A LANDMARK IS A LANDMARK IS A LANDMARK

Contemplating the future of East Midtown, I see that the Landmarks Preservation Commission is not spending a lot of time protecting the few remaining testaments to this neighborhood’s long-ago status as a precindt of beautiful private homes. Among the most spectacular and significant survivors are the adjoining Dickerson houses on East 34th Street, just west of Park.

The houses were designed in the late 1870s  by Mead, McKim and Bigelow, soon to become Mead, McKim and White. Kind of major, right? And these are considered their earliest surviving NYC commission.

Kind of major, too, that, as Tom Miller notes on his Daytoninan in Manhattan blog, they represent one of the very first  introductions of the Queen Anne style to NYC.

The upper floors of the façade are intact, and in fact, now look better than they have in years. The lower levels were long ago altered to make way for stores.
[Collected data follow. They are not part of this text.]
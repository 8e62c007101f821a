//! Error types
//!
//! Every fallible operation in the crate returns [`AppError`]. Collaborator
//! failures keep their own small types so ports stay independent of the core.

use thiserror::Error;

/// Result alias used across services and jobs.
pub type Result<T, E = AppError> = std::result::Result<T, E>;

/// Opaque failure reported by the payment gateway.
#[derive(Debug, Clone, PartialEq, Eq, Error)]
#[error("{0}")]
pub struct GatewayError(pub String);

impl GatewayError {
    pub fn new(message: impl Into<String>) -> Self {
        Self(message.into())
    }
}

/// Failure reported by a persistence backend.
#[derive(Debug, Error)]
pub enum StoreError {
    #[error("store unavailable: {0}")]
    Unavailable(String),

    #[error("redis error: {0}")]
    Redis(#[from] redis::RedisError),

    #[error("serialization error: {0}")]
    Serialization(#[from] serde_json::Error),
}

#[derive(Debug, Error)]
pub enum AppError {
    #[error("{0}")]
    Validation(String),

    #[error("unknown job: {name}")]
    UnknownJob { name: String },

    #[error("escrow cannot be released, current status: {status}")]
    InvalidEscrowState { status: String },

    #[error("payment cannot be refunded, current status: {status}")]
    InvalidPaymentState { status: String },

    #[error("{kind} not found: {id}")]
    NotFound { kind: &'static str, id: String },

    #[error("payment failed: {reason}")]
    PaymentFailed { reason: String },

    #[error("payment gateway error: {0}")]
    Gateway(#[from] GatewayError),

    #[error(transparent)]
    Store(#[from] StoreError),

    #[error("job manager not started")]
    SchedulerNotStarted,

    #[error("job manager has been stopped")]
    SchedulerStopped,

    #[error("job manager already started")]
    AlreadyStarted,
}

impl AppError {
    pub fn validation(message: impl Into<String>) -> Self {
        Self::Validation(message.into())
    }

    /// Errors the caller caused; never retried and surfaced verbatim.
    pub fn is_validation(&self) -> bool {
        matches!(
            self,
            Self::Validation(_)
                | Self::UnknownJob { .. }
                | Self::InvalidEscrowState { .. }
                | Self::InvalidPaymentState { .. }
        )
    }
}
Inside the upper stories, which are now apartments, are an extraordinary suite of period interiors

In 1991, The New York Times’ Christopher Gray visited when a doctor owned them.  Gray described the interiors as “museum quality.”
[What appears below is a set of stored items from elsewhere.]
//! Background job manager.
//!
//! One cancellable loop per [`JobKind`], each ticking at its configured
//! interval. Manual triggers run on the same task tracker, so `stop` waits for
//! them as well. The lifecycle only moves forward:
//! not started, running, shutting down, stopped.

use std::collections::BTreeMap;
use std::panic::AssertUnwindSafe;
use std::sync::{Arc, Mutex, MutexGuard, PoisonError};
use std::time::{Duration, Instant};

use futures::FutureExt;
use tokio::time::{self, Interval, MissedTickBehavior};
use tokio_util::sync::CancellationToken;
use tokio_util::task::TaskTracker;
use tracing::{error, info, warn};

use crate::error::{AppError, Result};
use crate::jobs::runner::JobExecutor;
use crate::jobs::{JobConfig, JobKind, JobRegistry, SharedConfig};
use crate::models::{JobHealth, JobStatus};

enum Lifecycle {
    NotStarted,
    Running {
        cancel: CancellationToken,
        tasks: TaskTracker,
    },
    ShuttingDown {
        tasks: TaskTracker,
    },
    Stopped,
}

/// Everything a job run needs, cheap to clone into tasks.
#[derive(Clone)]
struct JobContext {
    executor: Arc<dyn JobExecutor>,
    registry: Arc<JobRegistry>,
    config: SharedConfig,
}

pub struct JobManager {
    context: JobContext,
    lifecycle: Mutex<Lifecycle>,
}

impl JobManager {
    pub fn new(executor: Arc<dyn JobExecutor>, config: SharedConfig) -> Self {
        let registry = Arc::new(JobRegistry::new(config.clone()));
        Self {
            context: JobContext {
                executor,
                registry,
                config,
            },
            lifecycle: Mutex::new(Lifecycle::NotStarted),
        }
    }

    pub fn registry(&self) -> &Arc<JobRegistry> {
        &self.context.registry
    }

    /// Spawns one loop per job kind. Must be called inside a tokio runtime.
    pub fn start(&self, config: JobConfig) -> Result<()> {
        config.validate()?;
        let mut lifecycle = self.lifecycle();
        if !matches!(*lifecycle, Lifecycle::NotStarted) {
            return Err(AppError::AlreadyStarted);
        }

        info!(
            rating_reminder_secs = config.rating_reminder_interval.as_secs(),
            auto_release_secs = config.auto_release_interval.as_secs(),
            dispute_escalation_secs = config.dispute_escalation_interval.as_secs(),
            "starting background jobs"
        );
        self.context.config.replace(config);
        self.context.registry.initialize(&JobKind::ALL);

        let cancel = CancellationToken::new();
        let tasks = TaskTracker::new();
        for kind in JobKind::ALL {
            tasks.spawn(run_job_loop(kind, self.context.clone(), cancel.clone()));
        }
        *lifecycle = Lifecycle::Running { cancel, tasks };

        info!("all background jobs started");
        Ok(())
    }

    /// Runs `kind` once, now, without touching its schedule.
    pub fn trigger(&self, kind: JobKind) -> Result<()> {
        let lifecycle = self.lifecycle();
        match &*lifecycle {
            Lifecycle::NotStarted => Err(AppError::SchedulerNotStarted),
            Lifecycle::Running { tasks, .. } => {
                info!(job = %kind, "manual trigger");
                tasks.spawn(run_once(kind, self.context.clone()));
                Ok(())
            }
            Lifecycle::ShuttingDown { .. } | Lifecycle::Stopped => Err(AppError::SchedulerStopped),
        }
    }

    /// Signals shutdown and waits for every loop and in-flight run to finish.
    ///
    /// Calls that arrive while another `stop` is draining wait for the same
    /// tasks. Once stopped, further calls return immediately.
    pub async fn stop(&self) {
        let (cancel, tasks) = {
            let mut lifecycle = self.lifecycle();
            match &*lifecycle {
                Lifecycle::Running { cancel, tasks } => {
                    let running = (Some(cancel.clone()), tasks.clone());
                    *lifecycle = Lifecycle::ShuttingDown {
                        tasks: running.1.clone(),
                    };
                    running
                }
                Lifecycle::ShuttingDown { tasks } => (None, tasks.clone()),
                Lifecycle::NotStarted | Lifecycle::Stopped => return,
            }
        };
        let Some(cancel) = cancel else {
            tasks.wait().await;
            return;
        };

        info!("shutting down background jobs");
        cancel.cancel();
        tasks.close();
        tasks.wait().await;

        *self.lifecycle() = Lifecycle::Stopped;
        info!("all background jobs stopped");
    }

    /// Swaps in a new config. Each loop picks up its new period after its next tick.
    pub fn update_config(&self, config: JobConfig) -> Result<()> {
        config.validate()?;
        self.ensure_running()?;

        info!("updating job configuration");
        self.context.config.replace(config);
        self.context.registry.reschedule_all();
        Ok(())
    }

    pub fn config(&self) -> Result<Arc<JobConfig>> {
        match &*self.lifecycle() {
            Lifecycle::NotStarted => Err(AppError::SchedulerNotStarted),
            _ => Ok(self.context.config.current()),
        }
    }

    pub fn is_running(&self) -> bool {
        matches!(*self.lifecycle(), Lifecycle::Running { .. })
    }

    pub fn statuses(&self) -> BTreeMap<JobKind, JobStatus> {
        self.context.registry.snapshot()
    }

    pub fn health(&self) -> JobHealth {
        self.context.registry.health()
    }

    fn ensure_running(&self) -> Result<()> {
        match &*self.lifecycle() {
            Lifecycle::NotStarted => Err(AppError::SchedulerNotStarted),
            Lifecycle::Running { .. } => Ok(()),
            Lifecycle::ShuttingDown { .. } | Lifecycle::Stopped => Err(AppError::SchedulerStopped),
        }
    }

    fn lifecycle(&self) -> MutexGuard<'_, Lifecycle> {
        self.lifecycle.lock().unwrap_or_else(PoisonError::into_inner)
    }
}

async fn run_job_loop(kind: JobKind, context: JobContext, cancel: CancellationToken) {
    info!(job = %kind, "job loop started");

    let mut period = kind.interval(&context.config.current());
    let mut ticker = job_ticker(period);

    loop {
        tokio::select! {
            biased;
            _ = cancel.cancelled() => {
                info!(job = %kind, "job loop shutting down");
                break;
            }
            _ = ticker.tick() => {
                run_once(kind, context.clone()).await;

                let current = kind.interval(&context.config.current());
                if current != period {
                    info!(job = %kind, interval_secs = current.as_secs(), "job interval changed");
                    period = current;
                    ticker = job_ticker(period);
                }
            }
        }
    }
}

/// Ticks every `period`, starting one period from now. A slow run delays the
/// following tick instead of bunching missed ones together.
fn job_ticker(period: Duration) -> Interval {
    let mut ticker = time::interval_at(time::Instant::now() + period, period);
    ticker.set_missed_tick_behavior(MissedTickBehavior::Delay);
    ticker
}

/// One invocation. The outcome is recorded even if the body panics.
async fn run_once(kind: JobKind, context: JobContext) {
    let started = Instant::now();
    info!(job = %kind, "job starting");
    context.registry.mark_running(kind);

    let outcome = AssertUnwindSafe(context.executor.execute(kind))
        .catch_unwind()
        .await;

    let (result, is_error) = match outcome {
        Ok(Ok(report)) => (report.message, report.failed),
        Ok(Err(e)) => {
            warn!(job = %kind, error = %e, "job failed");
            (format!("{} failed: {e}", kind.display_name()), true)
        }
        Err(_) => {
            error!(job = %kind, "job panicked");
            (format!("{} panicked", kind.display_name()), true)
        }
    };

    let runtime = started.elapsed();
    info!(job = %kind, %result, runtime_ms = runtime.as_millis() as u64, "job completed");
    context
        .registry
        .record_outcome(kind, result, runtime, is_error);
}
Recently the buildings were sold, the prospectus touting the site as perfect for a new tower.

However, for now the new owner has restored the upper surviving portions of the original facades.
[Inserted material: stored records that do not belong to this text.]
#[async_trait]
impl PaymentGateway for ScriptedGateway {
    async fn create_held_payment(
        &self,
        payment: &Payment,
        _payee_id: &str,
    ) -> Result<HeldPayment, GatewayError> {
        Ok(HeldPayment {
            provider_reference: format!("pi_{}", payment.id),
            client_secret: "secret".to_string(),
        })
    }

    async fn confirm(&self, _provider_reference: &str) -> Result<Confirmation, GatewayError> {
        if self.decline.load(Ordering::SeqCst) {
            Ok(Confirmation::Failed {
                reason: "card_declined".to_string(),
            })
        } else {
            Ok(Confirmation::Succeeded)
        }
    }

    async fn release_funds(&self, _escrow: &EscrowTransaction) -> Result<(), GatewayError> {
        if self.fail_releases.load(Ordering::SeqCst) {
            return Err(GatewayError::new("transfer rejected"));
        }
        self.releases.fetch_add(1, Ordering::SeqCst);
        Ok(())
    }

    async fn refund(
        &self,
        _provider_reference: &str,
        _amount: Decimal,
        _reason: &str,
    ) -> Result<(), GatewayError> {
        self.refunds.fetch_add(1, Ordering::SeqCst);
        Ok(())
    }
}

struct Harness {
    service: Arc<EscrowService>,
    store: Arc<MemoryStore>,
    gateway: Arc<ScriptedGateway>,
    notifier: Arc<RecordingNotifier>,
}

fn harness() -> Harness {
    let store = Arc::new(MemoryStore::new());
    let gateway = Arc::new(ScriptedGateway::default());
    let notifier = Arc::new(RecordingNotifier::default());
    let service = Arc::new(EscrowService::new(
        store.clone(),
        gateway.clone(),
        notifier.clone(),
        SharedConfig::default(),
        EscrowPolicy::default(),
    ));
    Harness {
        service,
        store,
        gateway,
        notifier,
    }
}

fn request(amount: Decimal) -> CreatePayment {
    CreatePayment {
        payer_id: "player-1".to_string(),
        payee_id: "organizer-1".to_string(),
        amount,
        currency: None,
    }
}

impl Harness {
    async fn held_escrow(&self) -> (Payment, EscrowTransaction) {
        let payment = self
            .service
            .create_payment(request(Decimal::new(25, 0)))
            .await
            .unwrap();
        self.service.confirm_payment(&payment.id).await.unwrap()
    }

    async fn status(&self, escrow_id: &str) -> EscrowStatus {
        self.store.get_escrow(escrow_id).await.unwrap().unwrap().status
    }
}

#[tokio::test]
async fn create_and_confirm_opens_a_held_escrow() {
    let h = harness();
    let payment = h
        .service
        .create_payment(request(Decimal::new(25, 0)))
        .await
        .unwrap();
    assert_eq!(payment.status, PaymentStatus::Pending);
    assert_eq!(payment.platform_fee, Decimal::new(100, 2));
    assert_eq!(payment.processing_fee, Decimal::new(66, 2));
    assert_eq!(payment.net_amount, Decimal::new(2400, 2));
    assert_eq!(payment.currency, DEFAULT_CURRENCY);
    assert!(payment.provider_reference.is_some());

    let (payment, escrow) = h.service.confirm_payment(&payment.id).await.unwrap();
    assert_eq!(payment.status, PaymentStatus::Confirmed);
    assert_eq!(payment.escrow_id.as_deref(), Some(escrow.id.as_str()));
    assert_eq!(escrow.status, EscrowStatus::Held);
    assert_eq!(escrow.amount, payment.net_amount);
    assert_eq!(escrow.min_rating_required, 3.0);
    assert_eq!(escrow.release_eligible_at - escrow.held_at, Duration::hours(24));
}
Miller notes that Landmarks is reluctant to designate altered structures. But obviously these buildings deserve landmark status, however, and LPC should not fall pray to a blinkered, prissy purism.

Combating the eradication of history resulting from the city’s over-development requires a less blinkered, more holistic approach. Especially in a city like New York, it is unrealistic to use alteration as an exclusionary criterion.